Dès que l’on s’intéresse à la vie de Lycia Luce, on comprend qu’elle était prédestinée à faire de la musique. Cependant, on commence à se demander si ses élans musicaux seraient différents si elle n’avait pas été élevée dans un foyer musical strict, où sa mère attendait de sa fille qu’elle apprenne le violon, ce qu’elle a fait, avant de passer une maîtrise d’alto à la UCLA.

On peut se demander comment elle a échappé à une carrière de musicienne classique ou si, d’un autre point de vue, elle y est parvenue, car son dernier album, Dark River, résonne d’échos de textures classiques et de cordes lumineuses. Bien sûr, des éléments d’alt-rock, d’Americana, de folk, de jazz et de pop défient la désignation « classique », faisant de l’album quelque chose d’entièrement différent.

Dark River suit le premier album de Luce en 2018, un Azalea qui reflétait une aura folk/americana certaine, tandis que le nouvel opus est plus sombre et cathartique, plus puissamment aromatisé par des brocards alternatifs. Luce a traversé une relation débilitante entre les deux albums, suivie de voyages dans le nord-ouest du Pacifique, de randonnées au mont Saint Helen et de camping dans le Colorado. Alors qu’elle sondait sa solitude et sa tristesse, une purge émotionnelle s’est produite.

Composé de 11 titres, l’album s’ouvre sur « Occasionally », une belle chanson débordant de cordes douces et mélancoliques sur une pulsation rythmique sise quelque part entre Leon Russell et Chris Isaak – de la country sophistiquée. Le point culminant de ce morceau est la voix douce et expressive de Luce à la fois nostalgique et tendre.

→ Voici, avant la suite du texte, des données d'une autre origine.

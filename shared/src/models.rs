use std::fmt;
use std::str::FromStr;

use chrono::{DateTime, NaiveDate, NaiveDateTime, Weekday};
use serde::de::DeserializeOwned;
use serde::{Deserialize, Deserializer, Serialize, Serializer};
use serde_json::Value;
use validator::{Validate, ValidationError};

use crate::expansion::DATE_FORMAT;

/// Kind of event shown on a card
#[derive(Debug, Clone, Copy, PartialEq, Eq, Default, Serialize, Deserialize)]
#[serde(rename_all = "lowercase")]
pub enum EventType {
    Regular,
    #[default]
    Special,
}

impl EventType {
    pub fn as_str(self) -> &'static str {
        match self {
            Self::Regular => "regular",
            Self::Special => "special",
        }
    }
}

/// How often a template repeats
#[derive(Debug, Clone, Copy, PartialEq, Eq, Default, Serialize, Deserialize)]
#[serde(rename_all = "lowercase")]
pub enum Frequency {
    Weekly,
    #[default]
    #[serde(other)]
    Unsupported,
}

/// Weekday stored by its full English name ("Monday")
#[derive(Debug, Clone, Copy, PartialEq, Eq, Hash)]
pub struct DayOfWeek(pub Weekday);

impl DayOfWeek {
    pub const ALL: [DayOfWeek; 7] = [
        DayOfWeek(Weekday::Mon),
        DayOfWeek(Weekday::Tue),
        DayOfWeek(Weekday::Wed),
        DayOfWeek(Weekday::Thu),
        DayOfWeek(Weekday::Fri),
        DayOfWeek(Weekday::Sat),
        DayOfWeek(Weekday::Sun),
    ];

    pub fn weekday(self) -> Weekday {
        self.0
    }

    pub fn name(self) -> &'static str {
        match self.0 {
            Weekday::Mon => "Monday",
            Weekday::Tue => "Tuesday",
            Weekday::Wed => "Wednesday",
            Weekday::Thu => "Thursday",
            Weekday::Fri => "Friday",
            Weekday::Sat => "Saturday",
            Weekday::Sun => "Sunday",
        }
    }
}

impl fmt::Display for DayOfWeek {
    fn fmt(&self, f: &mut fmt::Formatter<'_>) -> fmt::Result {
        f.write_str(self.name())
    }
}

impl FromStr for DayOfWeek {
    type Err = String;

    /// Accepts full or abbreviated names in any case.
    fn from_str(s: &str) -> Result<Self, Self::Err> {
        s.trim()
            .parse::<Weekday>()
            .map(DayOfWeek)
            .map_err(|_| format!("unknown day of week: {:?}", s))
    }
}

impl Serialize for DayOfWeek {
    fn serialize<S: Serializer>(&self, serializer: S) -> Result<S::Ok, S::Error> {
        serializer.serialize_str(self.name())
    }
}

impl<'de> Deserialize<'de> for DayOfWeek {
    fn deserialize<D: Deserializer<'de>>(deserializer: D) -> Result<Self, D::Error> {
        let raw = String::deserialize(deserializer)?;
        raw.parse().map_err(serde::de::Error::custom)
    }
}

/// Recurrence descriptor attached to a template
#[derive(Debug, Clone, PartialEq, Eq, Serialize, Deserialize)]
#[serde(rename_all = "camelCase")]
pub struct Recurrence {
    #[serde(default)]
    pub frequency: Frequency,
    #[serde(default, deserialize_with = "lenient", skip_serializing_if = "Option::is_none")]
    pub day_of_week: Option<DayOfWeek>,
}

impl Recurrence {
    pub fn weekly(day: DayOfWeek) -> Self {
        Self {
            frequency: Frequency::Weekly,
            day_of_week: Some(day),
        }
    }

    /// The day a weekly template lands on. `None` for anything that
    /// should not be materialized as a weekly series.
    pub fn weekly_day(&self) -> Option<DayOfWeek> {
        match self.frequency {
            Frequency::Weekly => self.day_of_week,
            Frequency::Unsupported => None,
        }
    }
}

/// A concrete, dated event instance as rendered by the view
#[derive(Debug, Clone, PartialEq, Eq, Serialize, Deserialize)]
#[serde(rename_all = "camelCase")]
pub struct Event {
    pub id: String,
    pub title: String,
    pub time: String,
    #[serde(default, skip_serializing_if = "Option::is_none")]
    pub date: Option<String>,
    #[serde(default)]
    pub description: String,
    #[serde(default, skip_serializing_if = "Option::is_none")]
    pub image_url: Option<String>,
    #[serde(rename = "type", default)]
    pub event_type: EventType,
    #[serde(default, skip_serializing_if = "Option::is_none")]
    pub recurrence: Option<Recurrence>,
}

impl Event {
    /// Calendar date of this instance, when it has one that parses.
    pub fn parsed_date(&self) -> Option<NaiveDate> {
        self.date.as_deref().and_then(parse_event_date)
    }

    /// Key of the stored template this instance came from.
    ///
    /// Weekly instances carry an `-<index>` suffix that is stripped here;
    /// single events use their id as is.
    pub fn template_key(&self) -> &str {
        if self.recurrence.as_ref().and_then(Recurrence::weekly_day).is_none() {
            return &self.id;
        }
        match self.id.rsplit_once('-') {
            Some((key, index)) if !key.is_empty() && index.parse::<usize>().is_ok() => key,
            _ => &self.id,
        }
    }

    /// Image URL, ignoring blank strings.
    pub fn image(&self) -> Option<&str> {
        self.image_url
            .as_deref()
            .map(str::trim)
            .filter(|url| !url.is_empty())
    }
}

/// Stored template record, keyed by its collection key
#[derive(Debug, Clone, PartialEq, Eq, Default, Serialize, Deserialize)]
#[serde(rename_all = "camelCase")]
pub struct EventRecord {
    #[serde(default)]
    pub title: String,
    #[serde(default)]
    pub time: String,
    #[serde(default, skip_serializing_if = "Option::is_none")]
    pub date: Option<String>,
    #[serde(default)]
    pub description: String,
    #[serde(default, skip_serializing_if = "Option::is_none")]
    pub image_url: Option<String>,
    #[serde(
        rename = "type",
        default,
        deserialize_with = "lenient",
        skip_serializing_if = "Option::is_none"
    )]
    pub event_type: Option<EventType>,
    #[serde(default, deserialize_with = "lenient", skip_serializing_if = "Option::is_none")]
    pub recurrence: Option<Recurrence>,
}

/// Decode an optional field, treating values of the wrong shape as unset.
fn lenient<'de, D, T>(deserializer: D) -> Result<Option<T>, D::Error>
where
    D: Deserializer<'de>,
    T: DeserializeOwned,
{
    let raw = Option::<Value>::deserialize(deserializer)?;
    Ok(raw.and_then(|value| serde_json::from_value(value).ok()))
}

/// Form payload produced by the create/edit modal
#[derive(Debug, Clone, PartialEq, Eq, Default, Validate)]
pub struct EventDraft {
    #[validate(length(min = 1, max = 200))]
    pub title: String,

    #[validate(length(min = 1, max = 50))]
    pub time: String,

    #[validate(custom = "validate_event_date")]
    pub date: Option<String>,

    #[validate(length(max = 2000))]
    pub description: String,

    #[validate(url)]
    pub image_url: Option<String>,

    pub event_type: EventType,

    pub weekly_day: Option<DayOfWeek>,
}

impl EventDraft {
    /// Prefill a draft from an instance being edited.
    pub fn from_event(event: &Event) -> Self {
        Self {
            title: event.title.clone(),
            time: event.time.clone(),
            date: event.date.clone(),
            description: event.description.clone(),
            image_url: event.image_url.clone(),
            event_type: event.event_type,
            weekly_day: event.recurrence.as_ref().and_then(Recurrence::weekly_day),
        }
    }

    /// Template record for this draft. Weekly drafts drop their one-off date.
    pub fn into_record(self) -> EventRecord {
        let (date, event_type, recurrence) = match self.weekly_day {
            Some(day) => (None, EventType::Regular, Some(Recurrence::weekly(day))),
            None => (self.date, self.event_type, None),
        };

        EventRecord {
            title: self.title.trim().to_string(),
            time: self.time.trim().to_string(),
            date,
            description: self.description,
            image_url: self.image_url.filter(|url| !url.trim().is_empty()),
            event_type: Some(event_type),
            recurrence,
        }
    }
}

/// Date-only layouts accepted besides [`DATE_FORMAT`].
const EXTRA_DATE_FORMATS: [&str; 4] = ["%Y/%m/%d", "%m/%d/%Y", "%B %d, %Y", "%b %d, %Y"];

/// Local timestamps without an offset.
const DATE_TIME_FORMATS: [&str; 3] = ["%Y-%m-%dT%H:%M:%S", "%Y-%m-%dT%H:%M", "%Y-%m-%d %H:%M:%S"];

/// Parse a stored date.
///
/// Accepts `YYYY-MM-DD`, RFC 3339 timestamps, timestamps without an offset
/// and a few written-out forms such as `12/31/2026` or `December 31, 2026`.
pub fn parse_event_date(raw: &str) -> Option<NaiveDate> {
    let raw = raw.trim();
    std::iter::once(DATE_FORMAT)
        .chain(EXTRA_DATE_FORMATS)
        .find_map(|format| NaiveDate::parse_from_str(raw, format).ok())
        .or_else(|| DateTime::parse_from_rfc3339(raw).ok().map(|dt| dt.date_naive()))
        .or_else(|| {
            DATE_TIME_FORMATS
                .iter()
                .find_map(|format| NaiveDateTime::parse_from_str(raw, format).ok())
                .map(|dt| dt.date())
        })
}

fn validate_event_date(date: &str) -> Result<(), ValidationError> {
    if parse_event_date(date).is_some() {
        Ok(())
    } else {
        Err(ValidationError::new("invalid_date"))
    }
}
pub mod database;
pub mod images;
pub mod session;
pub mod storage;

use std::ops::Deref;
use std::rc::Rc;

use events_shared::{CacheService, ImageCache};
use wasm_bindgen::{JsCast, JsValue};
use yew::prelude::*;

use crate::config::FrontendConfig;
use database::RealtimeDatabase;
use images::BrowserImageLoader;
use storage::BrowserStorage;

/// Long-lived clients shared by every component.
pub struct Services {
    pub store: RealtimeDatabase,
    pub cache: CacheService<BrowserStorage>,
    pub images: ImageCache<BrowserImageLoader>,
}

impl Services {
    pub fn new(config: &FrontendConfig) -> Self {
        Self {
            store: RealtimeDatabase::new(config.database_url.clone(), config.database_auth.clone()),
            cache: CacheService::new(BrowserStorage, &config.cache),
            images: ImageCache::new(BrowserImageLoader),
        }
    }
}

/// Context handle; equality is identity so consumers never re-render on it.
#[derive(Clone)]
pub struct AppServices(pub Rc<Services>);

impl PartialEq for AppServices {
    fn eq(&self, other: &Self) -> bool {
        Rc::ptr_eq(&self.0, &other.0)
    }
}

impl Deref for AppServices {
    type Target = Services;

    fn deref(&self) -> &Self::Target {
        &self.0
    }
}

#[hook]
pub fn use_services() -> AppServices {
    use_context::<AppServices>().expect("AppServices context is missing")
}

/// Best-effort text for a JS exception.
pub fn js_error_message(value: &JsValue) -> String {
    value
        .as_string()
        .or_else(|| {
            value
                .dyn_ref::<js_sys::Error>()
                .map(|e| String::from(e.message()))
        })
        .unwrap_or_else(|| format!("{:?}", value))
}
use events_shared::{ImageError, ImageLoader};
use js_sys::Promise;
use wasm_bindgen_futures::JsFuture;
use web_sys::HtmlImageElement;

use super::js_error_message;

/// Loads images through a detached `<img>` so the browser caches them.
pub struct BrowserImageLoader;

impl ImageLoader for BrowserImageLoader {
    async fn load(&self, url: &str) -> Result<(), ImageError> {
        let failed = |reason: String| ImageError::Load {
            url: url.to_string(),
            reason,
        };

        let image = HtmlImageElement::new().map_err(|e| failed(js_error_message(&e)))?;
        let settled = Promise::new(&mut |resolve, reject| {
            image.set_onload(Some(&resolve));
            image.set_onerror(Some(&reject));
        });
        image.set_src(url);

        let result = JsFuture::from(settled).await;
        image.set_onload(None);
        image.set_onerror(None);

        result
            .map(|_| ())
            .map_err(|_| failed("browser could not load the image".to_string()))
    }
}
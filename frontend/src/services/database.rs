use events_shared::store::{parse_collection, EVENTS_PATH};
use events_shared::{EventStore, RawCollection, StoreError};
use gloo_net::http::Request;

/// REST client for the hosted realtime database.
pub struct RealtimeDatabase {
    base_url: String,
    auth: Option<String>,
}

impl RealtimeDatabase {
    pub fn new(base_url: impl Into<String>, auth: Option<String>) -> Self {
        Self {
            base_url: base_url.into(),
            auth,
        }
    }

    /// REST endpoint of a collection, e.g. `<base>/events.json`.
    pub fn collection_url(&self, path: &str) -> String {
        format!(
            "{}/{}.json",
            self.base_url.trim_end_matches('/'),
            path.trim_matches('/')
        )
    }
}

impl EventStore for RealtimeDatabase {
    async fn fetch_events(&self) -> Result<Option<RawCollection>, StoreError> {
        let url = self.collection_url(EVENTS_PATH);

        let mut request = Request::get(&url);
        if let Some(token) = &self.auth {
            request = request.query([("auth", token.as_str())]);
        }

        let response = request
            .send()
            .await
            .map_err(|e| StoreError::Request(e.to_string()))?;

        if !response.ok() {
            return Err(StoreError::Status {
                status: response.status(),
                status_text: response.status_text(),
            });
        }

        let body: serde_json::Value = response
            .json()
            .await
            .map_err(|e| StoreError::Malformed(e.to_string()))?;

        parse_collection(body)
    }
}

#[cfg(test)]
mod tests {
    use super::*;

    #[test]
    fn test_collection_url() {
        let db = RealtimeDatabase::new("https://events-demo.firebaseio.com/", None);
        assert_eq!(
            db.collection_url(EVENTS_PATH),
            "https://events-demo.firebaseio.com/events.json"
        );
        assert_eq!(
            db.collection_url("/events/"),
            "https://events-demo.firebaseio.com/events.json"
        );
    }
}
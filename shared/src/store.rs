//! Remote source of truth for event templates.

use std::cmp::Ordering;
use std::collections::BTreeMap;

use serde_json::Value;

use crate::error::StoreError;

/// Path of the events collection in the realtime database.
pub const EVENTS_PATH: &str = "events";

/// Raw collection as returned by the database: key to record JSON.
pub type RawCollection = BTreeMap<String, Value>;

/// Read access to the events collection.
#[allow(async_fn_in_trait)]
pub trait EventStore {
    /// Fetch the whole collection. `Ok(None)` means it does not exist.
    async fn fetch_events(&self) -> Result<Option<RawCollection>, StoreError>;
}

/// Interpret a collection body.
///
/// `null` is an absent collection. Objects map keys to records. Arrays show
/// up when every key is a small integer; their indices become the keys and
/// holes are dropped.
pub fn parse_collection(body: Value) -> Result<Option<RawCollection>, StoreError> {
    match body {
        Value::Null => Ok(None),
        Value::Object(map) => Ok(Some(map.into_iter().collect())),
        Value::Array(items) => Ok(Some(
            items
                .into_iter()
                .enumerate()
                .filter(|(_, value)| !value.is_null())
                .map(|(index, value)| (index.to_string(), value))
                .collect(),
        )),
        other => Err(StoreError::Malformed(format!(
            "expected an object, got {}",
            kind_of(&other)
        ))),
    }
}

/// Entries in the order the database lists them: integer keys first in
/// numeric order, then every other key in string order.
pub fn ordered_entries(raw: &RawCollection) -> Vec<(&str, &Value)> {
    let mut entries: Vec<(&str, &Value)> = raw
        .iter()
        .map(|(key, value)| (key.as_str(), value))
        .collect();
    entries.sort_by(|(a, _), (b, _)| compare_keys(a, b));
    entries
}

fn compare_keys(a: &str, b: &str) -> Ordering {
    match (integer_key(a), integer_key(b)) {
        (Some(a), Some(b)) => a.cmp(&b),
        (Some(_), None) => Ordering::Less,
        (None, Some(_)) => Ordering::Greater,
        (None, None) => a.cmp(b),
    }
}

/// Keys that read as a canonical 32-bit integer ("7", "-3", not "07").
fn integer_key(key: &str) -> Option<i32> {
    key.parse::<i32>()
        .ok()
        .filter(|n| n.to_string() == key)
}

fn kind_of(value: &Value) -> &'static str {
    match value {
        Value::Null => "null",
        Value::Bool(_) => "a boolean",
        Value::Number(_) => "a number",
        Value::String(_) => "a string",
        Value::Array(_) => "an array",
        Value::Object(_) => "an object",
    }
}

#[cfg(test)]
mod tests {
    use super::*;
    use serde_json::json;

    #[test]
    fn test_null_body_is_absent() {
        assert_eq!(parse_collection(Value::Null), Ok(None));
    }

    #[test]
    fn test_object_body_keeps_keys() {
        let raw = parse_collection(json!({"b": {"title": "B"}, "a": {"title": "A"}}))
            .unwrap()
            .unwrap();
        assert_eq!(raw.keys().collect::<Vec<_>>(), vec!["a", "b"]);
    }

    #[test]
    fn test_array_body_uses_indices() {
        let raw = parse_collection(json!([null, {"title": "One"}, {"title": "Two"}]))
            .unwrap()
            .unwrap();
        assert_eq!(raw.keys().collect::<Vec<_>>(), vec!["1", "2"]);
    }

    #[test]
    fn test_integer_keys_are_ordered_numerically() {
        let items: Vec<Value> = (0..12).map(|i| json!({"title": i})).collect();
        let raw = parse_collection(Value::Array(items)).unwrap().unwrap();

        let keys: Vec<&str> = ordered_entries(&raw).into_iter().map(|(k, _)| k).collect();
        assert_eq!(
            keys,
            vec!["0", "1", "2", "3", "4", "5", "6", "7", "8", "9", "10", "11"]
        );
    }

    #[test]
    fn test_integer_keys_come_before_other_keys() {
        let raw = parse_collection(json!({"b": 1, "10": 2, "a": 3, "2": 4, "07": 5}))
            .unwrap()
            .unwrap();

        let keys: Vec<&str> = ordered_entries(&raw).into_iter().map(|(k, _)| k).collect();
        assert_eq!(keys, vec!["2", "10", "07", "a", "b"]);
    }

    #[test]
    fn test_scalar_body_is_malformed() {
        assert!(matches!(
            parse_collection(json!("oops")),
            Err(StoreError::Malformed(_))
        ));
    }
}
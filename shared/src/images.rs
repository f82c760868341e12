//! Remembers which image URLs the browser has already fetched.

use std::cell::RefCell;
use std::collections::HashSet;

use futures_util::future::join_all;
use tracing::debug;

use crate::error::ImageError;

/// Fetches an image so that later `<img>` tags hit the browser cache.
#[allow(async_fn_in_trait)]
pub trait ImageLoader {
    async fn load(&self, url: &str) -> Result<(), ImageError>;
}

pub struct ImageCache<L> {
    loader: L,
    loaded: RefCell<HashSet<String>>,
}

impl<L: ImageLoader> ImageCache<L> {
    pub fn new(loader: L) -> Self {
        Self {
            loader,
            loaded: RefCell::new(HashSet::new()),
        }
    }

    pub fn loader(&self) -> &L {
        &self.loader
    }

    pub fn has_image(&self, url: &str) -> bool {
        self.loaded.borrow().contains(url)
    }

    /// Load a single image. Already loaded URLs return without touching
    /// the loader.
    pub async fn preload_image(&self, url: &str) -> Result<(), ImageError> {
        let url = url.trim();
        if url.is_empty() {
            return Err(ImageError::EmptyUrl);
        }
        if self.has_image(url) {
            return Ok(());
        }

        self.loader.load(url).await?;
        debug!(url, "image preloaded");
        self.loaded.borrow_mut().insert(url.to_string());
        Ok(())
    }

    /// Load a batch concurrently, skipping blank, duplicate and known URLs.
    ///
    /// Every load is allowed to settle; the first failure is returned.
    pub async fn preload_images<I, S>(&self, urls: I) -> Result<(), ImageError>
    where
        I: IntoIterator<Item = S>,
        S: AsRef<str>,
    {
        let mut seen = HashSet::new();
        let pending: Vec<String> = urls
            .into_iter()
            .map(|url| url.as_ref().trim().to_string())
            .filter(|url| !url.is_empty() && !self.has_image(url))
            .filter(|url| seen.insert(url.clone()))
            .collect();

        let results = join_all(pending.iter().map(|url| self.preload_image(url))).await;
        results.into_iter().find_map(Result::err).map_or(Ok(()), Err)
    }
}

Parmi les points d’entrée, citons « Something To Say », qui rappelle vaguement Fleetwood Mac, mais qui est rehaussé par des saveurs de SoCal alt-country qui rappellent Poco. En même temps, la voix de l’artiste, semblable à celle de Joni Mitchell, envoûte les auditeurs avec des timbres doux et nuancés.

« Never Been Good » fait écho à la couleur entraînante et séduisante de Jackson Browne, produisant des couches de musique infectieuses, basses et captivantes alors que « Leave Me Empty » scintille et brille avec de délicieux arômes country-pop accentuant la voix luxuriante et séduisante de Luce. L’intro baroque de « All The Time » dissimule l’énergie séduisante qui s’ensuit. Ronde et rauque, sur ce morceau, la voix de Lydia prend des teintes émergentes enchanteresses.

Les deux derniers titres de l’album – « Stones » et « Just The Same » – véhiculent un commerce différent de celui des autres chansons. Tous deux sont magnifiques, mais semblent dépeindre des souvenirs plutôt que des sentiments, ou peut-être des souvenirs de sentiments qui n’existent plus. Dark River élève Lydia Luce du rang de bonne auteure-compositrice-interprète à celui de la crème de la crème.